Basic crossroads was invented by Sue and Joe Hanson in the early 2000s. They live in Mahomet, Illinois (USA). This mancala game was especially designed for four players. It uses a unique cross-shaped board, hence its name. The game is produced by Happy Viking Crafts, a business owned by the Hansons. A related variant is Nasty crossroads.

Rules

The game is played on a coss-shaped board which consists of twenty pits (arranged in four rows intersecting each other in the center) and four stores, one at the end of each branch.

Initially there are four stones in each pit.

The players sit between two branches of the "X". Each player owns the edge pits of two branches on his side of the board and the "reservoir" (store) on his right.

board
Initial Position - each player's area marked by a different color.


Play is counterclockwise around the outer edges.

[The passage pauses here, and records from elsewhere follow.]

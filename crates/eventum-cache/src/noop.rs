//! A cache that stores nothing.
//!
//! Lets callers switch caching off without branching at every call site.

use std::marker::PhantomData;

use crate::traits::EvictionCache;

/// Null cache: every lookup misses and puts are pass-through.
pub struct NoLruCache<K, V> {
    _marker: PhantomData<fn(K) -> V>,
}

impl<K, V> NoLruCache<K, V> {
    /// Creates the cache.
    pub fn new() -> Self {
        Self {
            _marker: PhantomData,
        }
    }
}

impl<K, V> Default for NoLruCache<K, V> {
    fn default() -> Self {
        Self::new()
    }
}

impl<K, V> EvictionCache<K, V> for NoLruCache<K, V> {
    fn try_get(&self, _key: &K) -> Option<V> {
        None
    }

    fn put(&self, _key: K, value: V) -> V {
        value
    }

    fn put_with<U>(
        &self,
        key: K,
        user_data: U,
        add: impl FnOnce(&K, &U) -> V,
        _update: impl FnOnce(&K, &V, &U) -> V,
    ) -> V {
        add(&key, &user_data)
    }

    fn remove(&self, _key: &K) -> Option<V> {
        None
    }

    fn clear(&self) {}

    fn len(&self) -> usize {
        0
    }
}

impl<K, V> std::fmt::Debug for NoLruCache<K, V> {
    fn fmt(&self, f: &mut std::fmt::Formatter<'_>) -> std::fmt::Result {
        f.debug_struct("NoLruCache").finish()
    }
}

#[cfg(test)]
mod tests {
    use super::*;

    #[test]
    fn test_always_misses() {
        let cache = NoLruCache::new();
        assert_eq!(cache.put("a", 1), 1);
        assert_eq!(cache.try_get(&"a"), None);
        assert_eq!(cache.remove(&"a"), None);
        assert!(cache.is_empty());
    }

    #[test]
    fn test_put_with_calls_add() {
        let cache: NoLruCache<&str, u32> = NoLruCache::new();
        let value = cache.put_with("a", 7, |_, d| d + 1, |_, _, _| unreachable!());
        assert_eq!(value, 8);
    }
}
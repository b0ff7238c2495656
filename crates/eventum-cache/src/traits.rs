//! The contract shared by the thread-safe cache variants.

use std::hash::Hash;

use eventum_common::error::EventumResult;

use crate::concurrent::ConcurrentCache;
use crate::lru::LruCache;
use crate::noop::NoLruCache;
use crate::{CacheConfig, CacheKind};

/// A thread-safe key/value cache.
///
/// Implementations differ in eviction policy: [`LruCache`] evicts least
/// recently used entries past its capacity, [`ConcurrentCache`] never evicts
/// and [`NoLruCache`] stores nothing.
pub trait EvictionCache<K, V>: Send + Sync {
    /// Looks up `key`, marking it most recently used on a hit.
    fn try_get(&self, key: &K) -> Option<V>;

    /// Inserts or replaces `key`, evicting as needed. Returns `value`.
    fn put(&self, key: K, value: V) -> V;

    /// Inserts `add(&key, &user_data)` if `key` is absent, otherwise replaces
    /// the current value with `update(&key, &current, &user_data)`.
    ///
    /// Returns the value now associated with `key`.
    fn put_with<U>(
        &self,
        key: K,
        user_data: U,
        add: impl FnOnce(&K, &U) -> V,
        update: impl FnOnce(&K, &V, &U) -> V,
    ) -> V
    where
        Self: Sized;

    /// Removes `key`, returning its value.
    fn remove(&self, key: &K) -> Option<V>;

    /// Removes every entry.
    fn clear(&self);

    /// Returns the number of entries.
    fn len(&self) -> usize;

    /// Returns true if the cache holds no entries.
    fn is_empty(&self) -> bool {
        self.len() == 0
    }
}

/// A cache variant chosen at construction time.
///
/// Lets call sites hold one type whether caching is bounded, unbounded or
/// switched off.
pub enum CacheStrategy<K, V> {
    /// Bounded least-recently-used cache.
    Lru(LruCache<K, V>),
    /// Unbounded concurrent map.
    Concurrent(ConcurrentCache<K, V>),
    /// Caching disabled.
    Disabled(NoLruCache<K, V>),
}

impl<K, V> CacheStrategy<K, V>
where
    K: Hash + Eq + Clone + Send + Sync + 'static,
    V: Clone + Send + Sync + 'static,
{
    /// Builds the variant selected by `config`.
    ///
    /// # Errors
    ///
    /// Returns `InvalidConfig` if the configuration does not validate.
    pub fn from_config(config: &CacheConfig) -> EventumResult<Self> {
        config.validate()?;
        Ok(match config.kind {
            CacheKind::Lru => Self::Lru(
                LruCache::new(config.capacity).with_stats(config.enable_stats),
            ),
            CacheKind::Concurrent => Self::Concurrent(ConcurrentCache::new()),
            CacheKind::Disabled => Self::Disabled(NoLruCache::new()),
        })
    }

    /// Returns the kind of this variant.
    pub fn kind(&self) -> CacheKind {
        match self {
            Self::Lru(_) => CacheKind::Lru,
            Self::Concurrent(_) => CacheKind::Concurrent,
            Self::Disabled(_) => CacheKind::Disabled,
        }
    }
}

impl<K, V> EvictionCache<K, V> for CacheStrategy<K, V>
where
    K: Hash + Eq + Clone + Send + Sync + 'static,
    V: Clone + Send + Sync + 'static,
{
    fn try_get(&self, key: &K) -> Option<V> {
        match self {
            Self::Lru(cache) => cache.try_get(key),
            Self::Concurrent(cache) => cache.try_get(key),
            Self::Disabled(cache) => cache.try_get(key),
        }
    }

    fn put(&self, key: K, value: V) -> V {
        match self {
            Self::Lru(cache) => cache.put(key, value),
            Self::Concurrent(cache) => cache.put(key, value),
            Self::Disabled(cache) => cache.put(key, value),
        }
    }

    fn put_with<U>(
        &self,
        key: K,
        user_data: U,
        add: impl FnOnce(&K, &U) -> V,
        update: impl FnOnce(&K, &V, &U) -> V,
    ) -> V {
        match self {
            Self::Lru(cache) => cache.put_with(key, user_data, add, update),
            Self::Concurrent(cache) => cache.put_with(key, user_data, add, update),
            Self::Disabled(cache) => cache.put_with(key, user_data, add, update),
        }
    }

    fn remove(&self, key: &K) -> Option<V> {
        match self {
            Self::Lru(cache) => cache.remove(key),
            Self::Concurrent(cache) => cache.remove(key),
            Self::Disabled(cache) => cache.remove(key),
        }
    }

    fn clear(&self) {
        match self {
            Self::Lru(cache) => cache.clear(),
            Self::Concurrent(cache) => cache.clear(),
            Self::Disabled(cache) => cache.clear(),
        }
    }

    fn len(&self) -> usize {
        match self {
            Self::Lru(cache) => cache.len(),
            Self::Concurrent(cache) => cache.len(),
            Self::Disabled(cache) => cache.len(),
        }
    }
}

impl<K, V> std::fmt::Debug for CacheStrategy<K, V> {
    fn fmt(&self, f: &mut std::fmt::Formatter<'_>) -> std::fmt::Result {
        let kind = match self {
            Self::Lru(_) => CacheKind::Lru,
            Self::Concurrent(_) => CacheKind::Concurrent,
            Self::Disabled(_) => CacheKind::Disabled,
        };
        f.debug_struct("CacheStrategy").field("kind", &kind).finish()
    }
}

#[cfg(test)]
mod tests {
    use super::*;

    fn strategy(kind: CacheKind) -> CacheStrategy<String, u32> {
        CacheStrategy::from_config(&CacheConfig::with_capacity(2).with_kind(kind)).unwrap()
    }

    #[test]
    fn test_lru_strategy_evicts() {
        let cache = strategy(CacheKind::Lru);
        cache.put("a".into(), 1);
        cache.put("b".into(), 2);
        cache.put("c".into(), 3);

        assert_eq!(cache.kind(), CacheKind::Lru);
        assert_eq!(cache.try_get(&"a".to_string()), None);
        assert_eq!(cache.len(), 2);
    }

    #[test]
    fn test_concurrent_strategy_never_evicts() {
        let cache = strategy(CacheKind::Concurrent);
        for i in 0..10 {
            cache.put(format!("k{i}"), i);
        }

        assert_eq!(cache.len(), 10);
        assert_eq!(cache.try_get(&"k0".to_string()), Some(0));
    }

    #[test]
    fn test_disabled_strategy_misses() {
        let cache = strategy(CacheKind::Disabled);
        assert_eq!(cache.put("a".into(), 1), 1);
        assert_eq!(cache.try_get(&"a".to_string()), None);
        assert!(cache.is_empty());
    }

    #[test]
    fn test_put_with_through_strategy() {
        let cache = strategy(CacheKind::Lru);
        let first = cache.put_with("a".into(), 10, |_, d| *d, |_, v, d| v + d);
        let second = cache.put_with("a".into(), 5, |_, d| *d, |_, v, d| v + d);

        assert_eq!(first, 10);
        assert_eq!(second, 15);
    }

    #[test]
    fn test_invalid_config_rejected() {
        let config = CacheConfig::with_capacity(0);
        assert!(CacheStrategy::<String, u32>::from_config(&config).is_err());
    }
}
//! Trigger-then-flush debouncer.
//!
//! Callers `trigger` as often as they like; every `interval` the debouncer
//! checks whether it was triggered since the last tick and, if so, runs the
//! flush once. An idle debouncer never flushes. A flush that reports
//! failure leaves the debouncer triggered, so the next tick runs it again.

use std::sync::atomic::{AtomicBool, Ordering};
use std::sync::{Arc, Weak};
use std::time::{Duration, Instant};

use parking_lot::Mutex;
use tokio_util::sync::CancellationToken;

use super::scheduler::{TaskHandle, TimerScheduler};
use crate::error::EventumResult;

type Flush = Box<dyn Fn(&CancellationToken) -> bool + Send + Sync>;

struct Inner {
    interval: Duration,
    triggered: AtomicBool,
    flush: Flush,
    token: CancellationToken,
    scheduler: Arc<TimerScheduler>,
    next_tick: Mutex<Option<TaskHandle>>,
}

/// Runs a flush at most once per interval, and only after a trigger.
///
/// # Example
///
/// ```rust
/// use std::sync::Arc;
/// use std::time::Duration;
/// use eventum_common::timer::{Debouncer, TimerScheduler};
/// use tokio_util::sync::CancellationToken;
///
/// let scheduler = Arc::new(TimerScheduler::start("checkpoints").unwrap());
/// let debouncer = Debouncer::start(
///     Duration::from_millis(50),
///     scheduler,
///     CancellationToken::new(),
///     |_token| {
///         println!("flushing");
///         true
///     },
/// )
/// .unwrap();
///
/// debouncer.trigger();
/// ```
pub struct Debouncer {
    inner: Arc<Inner>,
}

impl Debouncer {
    /// Starts ticking every `interval` on `scheduler`.
    ///
    /// The flush receives a child of `token` and returns true on success;
    /// cancelling `token` stops the debouncer. An interval too large to schedule disables ticking, so
    /// only [`Debouncer::flush_now`] will flush.
    ///
    /// # Errors
    ///
    /// Returns `Cancelled` if the scheduler has been shut down.
    pub fn start(
        interval: Duration,
        scheduler: Arc<TimerScheduler>,
        token: CancellationToken,
        flush: impl Fn(&CancellationToken) -> bool + Send + Sync + 'static,
    ) -> EventumResult<Self> {
        let inner = Arc::new(Inner {
            interval,
            triggered: AtomicBool::new(false),
            flush: Box::new(flush),
            token: token.child_token(),
            scheduler,
            next_tick: Mutex::new(None),
        });
        schedule_tick(&inner)?;
        Ok(Self { inner })
    }

    /// Returns the tick interval.
    #[must_use]
    pub fn interval(&self) -> Duration {
        self.inner.interval
    }

    /// Marks the debouncer dirty so the next tick flushes.
    #[inline]
    pub fn trigger(&self) {
        self.inner.triggered.store(true, Ordering::Release);
    }

    /// Returns true if a trigger is waiting for the next tick.
    #[must_use]
    pub fn is_triggered(&self) -> bool {
        self.inner.triggered.load(Ordering::Acquire)
    }

    /// Flushes on the calling thread if triggered, without waiting for a tick.
    ///
    /// Returns true if the flush ran, whether or not it succeeded.
    pub fn flush_now(&self) -> bool {
        tick(&self.inner)
    }

    /// Stops ticking. A flush already running is allowed to finish.
    pub fn cancel(&self) {
        self.inner.token.cancel();
        if let Some(handle) = self.inner.next_tick.lock().take() {
            handle.cancel();
        }
    }

    /// Returns true once the debouncer has been cancelled.
    #[must_use]
    pub fn is_cancelled(&self) -> bool {
        self.inner.token.is_cancelled()
    }
}

impl Drop for Debouncer {
    fn drop(&mut self) {
        self.cancel();
    }
}

impl std::fmt::Debug for Debouncer {
    fn fmt(&self, f: &mut std::fmt::Formatter<'_>) -> std::fmt::Result {
        f.debug_struct("Debouncer")
            .field("interval", &self.inner.interval)
            .field("triggered", &self.is_triggered())
            .field("cancelled", &self.is_cancelled())
            .finish()
    }
}

/// Runs the flush if triggered. Returns true if it ran.
fn tick(inner: &Inner) -> bool {
    if inner.token.is_cancelled() {
        return false;
    }
    if inner.triggered.swap(false, Ordering::AcqRel) {
        if !(inner.flush)(&inner.token) {
            inner.triggered.store(true, Ordering::Release);
        }
        true
    } else {
        false
    }
}

fn schedule_tick(inner: &Arc<Inner>) -> EventumResult<()> {
    if inner.token.is_cancelled() {
        return Ok(());
    }
    let Some(due) = Instant::now().checked_add(inner.interval) else {
        tracing::debug!(interval = ?inner.interval, "debouncer interval is unbounded, not ticking");
        return Ok(());
    };

    let weak: Weak<Inner> = Arc::downgrade(inner);
    let handle = inner.scheduler.schedule(due, move || {
        let Some(inner) = weak.upgrade() else {
            return;
        };
        tick(&inner);
        if let Err(err) = schedule_tick(&inner) {
            tracing::warn!(error = %err, "debouncer could not schedule next tick");
        }
    })?;
    *inner.next_tick.lock() = Some(handle);
    Ok(())
}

On his turn a player sows the contents of one of his pits, one by one, into the following pits along the edges. Stones are sown into the player's own reservoir, but not in those of his opponent's.

If the last stone falls into an occupied pit, its contents are distributed in another lap (called "continued play" by the Hansons).

If the last stone is placed into the player's own reservoir, he gets a bonus move.

If the last stone falls into an empty pit of the player and the pit across from it on another player's section of the cup is occupied, the player captures its contents and the last stone sown.

If the empty pit the last stone lands is the player's central hole, he captures any stones held in the central pits of the players next to him, but not the opposite player.

The turn ends when the last stone falls into an empty pit (either with capturing or not).

When a player's section is empty, he is out of the game. The other players are continuing the game, bypassing his pits and reservoir.

The game ends when only one player remains. That player puts any stones remaining on the board in his reservoir.

The player with the most stones wins and the other players are ranked according to the number of stones they have captured.

Variants

For a faster game players can start with just three stones in each pit.

References

Hanson, S. & J. 
(2003) All about Mancala: Its History and How to Play, Mahomet: Happy Viking Crafts. Page 47-54.